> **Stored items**
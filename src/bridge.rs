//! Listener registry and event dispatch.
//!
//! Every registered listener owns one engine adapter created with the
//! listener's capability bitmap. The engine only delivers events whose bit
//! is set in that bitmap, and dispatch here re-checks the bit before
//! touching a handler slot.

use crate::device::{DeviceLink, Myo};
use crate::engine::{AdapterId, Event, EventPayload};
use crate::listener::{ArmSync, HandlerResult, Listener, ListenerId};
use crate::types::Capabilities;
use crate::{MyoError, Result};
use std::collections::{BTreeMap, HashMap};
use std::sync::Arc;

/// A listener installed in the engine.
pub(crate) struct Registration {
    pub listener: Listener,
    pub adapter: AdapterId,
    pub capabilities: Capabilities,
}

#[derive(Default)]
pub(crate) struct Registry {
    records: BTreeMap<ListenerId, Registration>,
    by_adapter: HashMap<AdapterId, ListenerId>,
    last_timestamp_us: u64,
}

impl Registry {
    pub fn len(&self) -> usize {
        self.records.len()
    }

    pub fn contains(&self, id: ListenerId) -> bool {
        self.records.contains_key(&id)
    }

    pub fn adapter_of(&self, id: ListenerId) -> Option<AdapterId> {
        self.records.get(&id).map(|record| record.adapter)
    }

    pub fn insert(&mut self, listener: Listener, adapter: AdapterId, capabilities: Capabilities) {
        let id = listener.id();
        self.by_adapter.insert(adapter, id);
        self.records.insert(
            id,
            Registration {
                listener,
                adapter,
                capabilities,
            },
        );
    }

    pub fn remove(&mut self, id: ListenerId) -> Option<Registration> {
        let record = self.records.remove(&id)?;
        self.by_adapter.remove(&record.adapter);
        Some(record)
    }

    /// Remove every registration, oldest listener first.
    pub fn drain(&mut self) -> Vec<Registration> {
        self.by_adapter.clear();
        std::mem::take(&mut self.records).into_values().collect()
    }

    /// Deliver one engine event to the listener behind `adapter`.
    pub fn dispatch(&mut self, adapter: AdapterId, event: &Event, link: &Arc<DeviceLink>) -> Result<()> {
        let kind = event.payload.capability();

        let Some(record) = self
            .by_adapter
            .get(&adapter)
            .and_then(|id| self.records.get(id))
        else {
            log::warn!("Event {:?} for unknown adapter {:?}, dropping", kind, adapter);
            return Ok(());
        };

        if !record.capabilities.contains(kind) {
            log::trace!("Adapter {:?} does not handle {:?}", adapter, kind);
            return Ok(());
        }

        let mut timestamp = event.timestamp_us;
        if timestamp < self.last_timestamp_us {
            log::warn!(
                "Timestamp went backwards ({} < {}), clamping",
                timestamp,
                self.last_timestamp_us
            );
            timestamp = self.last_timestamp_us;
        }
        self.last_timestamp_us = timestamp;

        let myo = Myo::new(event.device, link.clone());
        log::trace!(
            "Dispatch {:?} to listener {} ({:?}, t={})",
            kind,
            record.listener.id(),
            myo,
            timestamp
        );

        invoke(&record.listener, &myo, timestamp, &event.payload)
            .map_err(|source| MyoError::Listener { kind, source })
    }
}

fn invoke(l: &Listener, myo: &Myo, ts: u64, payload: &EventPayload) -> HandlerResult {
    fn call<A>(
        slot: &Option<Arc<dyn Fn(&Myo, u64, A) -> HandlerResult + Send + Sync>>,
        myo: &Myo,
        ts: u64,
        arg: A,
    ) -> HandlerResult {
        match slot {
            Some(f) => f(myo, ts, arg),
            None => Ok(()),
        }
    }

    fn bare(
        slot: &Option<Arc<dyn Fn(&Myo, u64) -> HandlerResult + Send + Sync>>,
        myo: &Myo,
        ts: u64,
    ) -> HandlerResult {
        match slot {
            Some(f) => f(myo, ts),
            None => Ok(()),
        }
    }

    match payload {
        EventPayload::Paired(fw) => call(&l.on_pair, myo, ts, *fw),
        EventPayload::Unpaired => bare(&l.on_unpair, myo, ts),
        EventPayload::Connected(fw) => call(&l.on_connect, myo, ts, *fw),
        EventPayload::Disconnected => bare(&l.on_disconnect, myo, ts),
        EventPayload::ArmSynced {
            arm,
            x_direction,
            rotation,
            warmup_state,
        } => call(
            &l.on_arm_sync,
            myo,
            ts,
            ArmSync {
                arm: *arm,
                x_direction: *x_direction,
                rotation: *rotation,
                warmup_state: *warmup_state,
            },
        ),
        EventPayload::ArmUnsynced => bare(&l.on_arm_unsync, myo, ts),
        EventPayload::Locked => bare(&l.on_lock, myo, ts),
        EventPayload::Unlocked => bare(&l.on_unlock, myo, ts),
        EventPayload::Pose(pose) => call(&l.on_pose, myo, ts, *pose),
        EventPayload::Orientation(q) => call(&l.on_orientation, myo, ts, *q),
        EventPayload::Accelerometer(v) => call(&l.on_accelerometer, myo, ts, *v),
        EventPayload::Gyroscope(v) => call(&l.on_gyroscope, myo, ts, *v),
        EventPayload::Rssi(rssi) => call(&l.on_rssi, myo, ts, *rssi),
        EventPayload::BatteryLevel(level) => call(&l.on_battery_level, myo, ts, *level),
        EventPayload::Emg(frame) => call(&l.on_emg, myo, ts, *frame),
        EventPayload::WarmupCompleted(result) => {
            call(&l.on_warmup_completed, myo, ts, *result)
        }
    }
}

> **Work request**
Write the data out in full, matching every line exactly.

> **Written reply**
filename src/bridge.rs
//! Listener registry and event dispatch.
//!
//! Every registered listener owns one engine adapter created with the
//! listener's capability bitmap. The engine only delivers events whose bit
//! is set in that bitmap, and dispatch here re-checks the bit before
//! touching a handler slot.

use crate::device::{DeviceLink, Myo};
use crate::engine::{AdapterId, Event, EventPayload};
use crate::listener::{ArmSync, HandlerResult, Listener, ListenerId};
use crate::types::Capabilities;
use crate::{MyoError, Result};
use std::collections::{BTreeMap, HashMap};
use std::sync::Arc;

/// A listener installed in the engine.
pub(crate) struct Registration {
    pub listener: Listener,
    pub adapter: AdapterId,
    pub capabilities: Capabilities,
}

#[derive(Default)]
pub(crate) struct Registry {
    records: BTreeMap<ListenerId, Registration>,
    by_adapter: HashMap<AdapterId, ListenerId>,
    last_timestamp_us: u64,
}

impl Registry {
    pub fn len(&self) -> usize {
        self.records.len()
    }

    pub fn contains(&self, id: ListenerId) -> bool {
        self.records.contains_key(&id)
    }

    pub fn adapter_of(&self, id: ListenerId) -> Option<AdapterId> {
        self.records.get(&id).map(|record| record.adapter)
    }

    pub fn insert(&mut self, listener: Listener, adapter: AdapterId, capabilities: Capabilities) {
        let id = listener.id();
        self.by_adapter.insert(adapter, id);
        self.records.insert(
            id,
            Registration {
                listener,
                adapter,
                capabilities,
            },
        );
    }

    pub fn remove(&mut self, id: ListenerId) -> Option<Registration> {
        let record = self.records.remove(&id)?;
        self.by_adapter.remove(&record.adapter);
        Some(record)
    }

    /// Remove every registration, oldest listener first.
    pub fn drain(&mut self) -> Vec<Registration> {
        self.by_adapter.clear();
        std::mem::take(&mut self.records).into_values().collect()
    }

    /// Deliver one engine event to the listener behind `adapter`.
    pub fn dispatch(&mut self, adapter: AdapterId, event: &Event, link: &Arc<DeviceLink>) -> Result<()> {
        let kind = event.payload.capability();

        let Some(record) = self
            .by_adapter
            .get(&adapter)
            .and_then(|id| self.records.get(id))
        else {
            log::warn!("Event {:?} for unknown adapter {:?}, dropping", kind, adapter);
            return Ok(());
        };

        if !record.capabilities.contains(kind) {
            log::trace!("Adapter {:?} does not handle {:?}", adapter, kind);
            return Ok(());
        }

        let mut timestamp = event.timestamp_us;
        if timestamp < self.last_timestamp_us {
            log::warn!(
                "Timestamp went backwards ({} < {}), clamping",
                timestamp,
                self.last_timestamp_us
            );
            timestamp = self.last_timestamp_us;
        }
        self.last_timestamp_us = timestamp;

        let myo = Myo::new(event.device, link.clone());
        log::trace!(
            "Dispatch {:?} to listener {} ({:?}, t={})",
            kind,
            record.listener.id(),
            myo,
            timestamp
        );

        invoke(&record.listener, &myo, timestamp, &event.payload)
            .map_err(|source| MyoError::Listener { kind, source })
    }
}

fn invoke(l: &Listener, myo: &Myo, ts: u64, payload: &EventPayload) -> HandlerResult {
    fn call<A>(
        slot: &Option<Arc<dyn Fn(&Myo, u64, A) -> HandlerResult + Send + Sync>>,
        myo: &Myo,
        ts: u64,
        arg: A,
    ) -> HandlerResult {
        match slot {
            Some(f) => f(myo, ts, arg),
            None => Ok(()),
        }
    }

    fn bare(
        slot: &Option<Arc<dyn Fn(&Myo, u64) -> HandlerResult + Send + Sync>>,
        myo: &Myo,
        ts: u64,
    ) -> HandlerResult {
        match slot {
            Some(f) => f(myo, ts),
            None => Ok(()),
        }
    }

    match payload {
        EventPayload::Paired(fw) => call(&l.on_pair, myo, ts, *fw),
        EventPayload::Unpaired => bare(&l.on_unpair, myo, ts),
        EventPayload::Connected(fw) => call(&l.on_connect, myo, ts, *fw),
        EventPayload::Disconnected => bare(&l.on_disconnect, myo, ts),
        EventPayload::ArmSynced {
            arm,
            x_direction,
            rotation,
            warmup_state,
        } => call(
            &l.on_arm_sync,
            myo,
            ts,
            ArmSync {
                arm: *arm,
                x_direction: *x_direction,
                rotation: *rotation,
                warmup_state: *warmup_state,
            },
        ),
        EventPayload::ArmUnsynced => bare(&l.on_arm_unsync, myo, ts),
        EventPayload::Locked => bare(&l.on_lock, myo, ts),
        EventPayload::Unlocked => bare(&l.on_unlock, myo, ts),
        EventPayload::Pose(pose) => call(&l.on_pose, myo, ts, *pose),
        EventPayload::Orientation(q) => call(&l.on_orientation, myo, ts, *q),
        EventPayload::Accelerometer(v) => call(&l.on_accelerometer, myo, ts, *v),
        EventPayload::Gyroscope(v) => call(&l.on_gyroscope, myo, ts, *v),
        EventPayload::Rssi(rssi) => call(&l.on_rssi, myo, ts, *rssi),
        EventPayload::BatteryLevel(level) => call(&l.on_battery_level, myo, ts, *level),
        EventPayload::Emg(frame) => call(&l.on_emg, myo, ts, *frame),
        EventPayload::WarmupCompleted(result) => {
            call(&l.on_warmup_completed, myo, ts, *result)
        }
    }
}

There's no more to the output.